Debt is a tool to help businesses grow, but if a business is incapable of paying off its lenders, then it exists at their mercy. If things get really bad, the lenders can take control of the business. However, a more common (but still painful) scenario is that it has to raise new equity capital at a low price, thus permanently diluting shareholders. By replacing dilution, though, debt can be an extremely good tool for businesses that need capital to invest in growth at high rates of return. When we think about a company's use of debt, we first look at cash and debt together.
As you can see below, Urban Enviro Waste Management had ₹271.1m of debt at March 2025, down from ₹299.5m a year prior. However, because it has a cash reserve of ₹36.7m, its net debt is less, at about ₹234.4m.
We can see from the most recent balance sheet that Urban Enviro Waste Management had liabilities of ₹362.9m falling due within a year, and liabilities of ₹255.0m due beyond that. Offsetting these obligations, it had cash of ₹36.7m as well as receivables valued at ₹437.8m due within 12 months. So it has liabilities totalling ₹143.4m more than its cash and near-term receivables, combined.
Given Urban Enviro Waste Management has a market capitalization of ₹1.55b, it's hard to believe these liabilities pose much threat. Having said that, it's clear that we should continue to monitor its balance sheet, lest it change for the worse.
Check out our latest analysis for Urban Enviro Waste Management
We measure a company's debt load relative to its earnings power by looking at its net debt divided by its earnings before interest, tax, depreciation, and amortization (EBITDA) and by calculating how easily its earnings before interest and tax (EBIT) cover its interest expense (interest cover). Thus we consider debt relative to earnings both with and without depreciation and amortization expenses.
Looking at its net debt to EBITDA of 0.94 and interest cover of 5.0 times, it seems to us that Urban Enviro Waste Management is probably using debt in a pretty reasonable way. So we'd recommend keeping a close eye on the impact financing costs are having on the business. Importantly, Urban Enviro Waste Management grew its EBIT by 38% over the last twelve months, and that growth will make it easier to handle its debt. The balance sheet is clearly the area to focus on when you are analysing debt. But it is Urban Enviro Waste Management's earnings that will influence how the balance sheet holds up in the future. So when considering debt, it's definitely worth looking at the earnings trend. Click here for an interactive snapshot.
Finally, a company can only pay off debt with cold hard cash, not accounting profits. So we always check how much of that EBIT is translated into free cash flow. Over the last three years, Urban Enviro Waste Management saw substantial negative free cash flow, in total. While that may be a result of expenditure for growth, it does make the debt far more risky.

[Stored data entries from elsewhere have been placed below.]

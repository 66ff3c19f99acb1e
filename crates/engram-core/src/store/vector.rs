//! In-memory vector store
//!
//! Reference implementation of [`VectorStore`]: collections of records behind
//! one `RwLock`, brute-force cosine scoring. Records are replaced wholesale on
//! upsert, so readers never observe a half-written record.

use std::collections::HashMap;

use async_trait::async_trait;
use parking_lot::RwLock;

use super::{ScoredPoint, VectorRecord, VectorStore};
use crate::embedder::cosine_similarity;
use crate::error::Result;

#[derive(Default)]
struct Collection {
    /// id -> position in `order`
    index: HashMap<String, usize>,
    /// insertion-ordered records; tombstones are None
    order: Vec<Option<VectorRecord>>,
}

impl Collection {
    fn upsert(&mut self, record: VectorRecord) {
        match self.index.get(&record.id) {
            Some(&pos) => self.order[pos] = Some(record),
            None => {
                self.index.insert(record.id.clone(), self.order.len());
                self.order.push(Some(record));
            }
        }
    }

    fn live(&self) -> impl Iterator<Item = &VectorRecord> {
        self.order.iter().flatten()
    }
}

#[derive(Default)]
pub struct InMemoryVectorStore {
    collections: RwLock<HashMap<String, Collection>>,
}

impl InMemoryVectorStore {
    pub fn new() -> Self {
        Self::default()
    }

    /// Number of live records in a collection
    pub fn len(&self, collection: &str) -> usize {
        self.collections
            .read()
            .get(collection)
            .map(|c| c.index.len())
            .unwrap_or(0)
    }

    pub fn is_empty(&self, collection: &str) -> bool {
        self.len(collection) == 0
    }
}

#[async_trait]
impl VectorStore for InMemoryVectorStore {
    async fn upsert(&self, collection: &str, record: VectorRecord) -> Result<()> {
        let mut collections = self.collections.write();
        collections
            .entry(collection.to_string())
            .or_default()
            .upsert(record);
        Ok(())
    }

    async fn fetch(&self, collection: &str, id: &str) -> Result<Option<VectorRecord>> {
        let collections = self.collections.read();
        Ok(collections.get(collection).and_then(|c| {
            c.index
                .get(id)
                .and_then(|&pos| c.order[pos].clone())
        }))
    }

    async fn query(
        &self,
        collection: &str,
        vector: &[f32],
        limit: usize,
    ) -> Result<Vec<ScoredPoint>> {
        let collections = self.collections.read();
        let Some(coll) = collections.get(collection) else {
            return Ok(vec![]);
        };
        let mut scored: Vec<ScoredPoint> = coll
            .live()
            .map(|r| ScoredPoint {
                id: r.id.clone(),
                score: cosine_similarity(vector, &r.vector),
                payload: r.payload.clone(),
            })
            .collect();
        scored.sort_by(|a, b| b.score.total_cmp(&a.score));
        scored.truncate(limit);
        Ok(scored)
    }

    async fn scan(&self, collection: &str) -> Result<Vec<VectorRecord>> {
        let collections = self.collections.read();
        Ok(collections
            .get(collection)
            .map(|c| c.live().cloned().collect())
            .unwrap_or_default())
    }

    async fn remove(&self, collection: &str, ids: &[String]) -> Result<usize> {
        let mut collections = self.collections.write();
        let Some(coll) = collections.get_mut(collection) else {
            return Ok(0);
        };
        let mut removed = 0;
        for id in ids {
            if let Some(pos) = coll.index.remove(id) {
                coll.order[pos] = None;
                removed += 1;
            }
        }
        Ok(removed)
    }
}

Based on what we've seen Urban Enviro Waste Management is not finding it easy, given its conversion of EBIT to free cash flow, but the other factors we considered give us cause to be optimistic. In particular, we are dazzled with its EBIT growth rate. When we consider all the elements mentioned above, it seems to us that Urban Enviro Waste Management is managing its debt quite well. Having said that, the load is sufficiently heavy that we would recommend any shareholders keep a close eye on it. The balance sheet is clearly the area to focus on when you are analysing debt. However, not all investment risk resides within the balance sheet - far from it. For example Urban Enviro Waste Management has 3 warning signs (and 1 which is potentially serious) we think you should know about.
When all is said and done, sometimes its easier to focus on companies that don't even need debt. Readers can access a list of growth stocks with zero net debt 100% free, right now.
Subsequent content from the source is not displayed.